Work item:
Read the lines below, and copy any that contain the string "PathBuf".

________

use std::path::PathBuf;

use filelock_core::privacy::PrivacyMode;
use filelock_crypto::KdfParams;

/// Per-call settings, constructed by the caller and passed explicitly.
#[derive(Debug, Clone, Default)]
pub struct OperationContext {
    /// How paths appear in log events
    pub privacy: PrivacyMode,
    /// Destination override (default: derived from the input name)
    pub output: Option<PathBuf>,
    /// Replace an existing destination instead of refusing
    pub overwrite: bool,
    /// KDF parameters; must match between secure and restore
    pub kdf: KdfParams,
}

impl OperationContext {
    pub fn with_privacy(mut self, privacy: PrivacyMode) -> Self {
        self.privacy = privacy;
        self
    }

    pub fn with_output(mut self, output: impl Into<PathBuf>) -> Self {
        self.output = Some(output.into());
        self
    }

    pub fn with_overwrite(mut self, overwrite: bool) -> Self {
        self.overwrite = overwrite;
        self
    }

    pub fn with_kdf(mut self, kdf: KdfParams) -> Self {
        self.kdf = kdf;
        self
    }
}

________

Answer for the task:
use std::path::PathBuf;
    pub output: Option<PathBuf>,
    pub fn with_output(mut self, output: impl Into<PathBuf>) -> Self {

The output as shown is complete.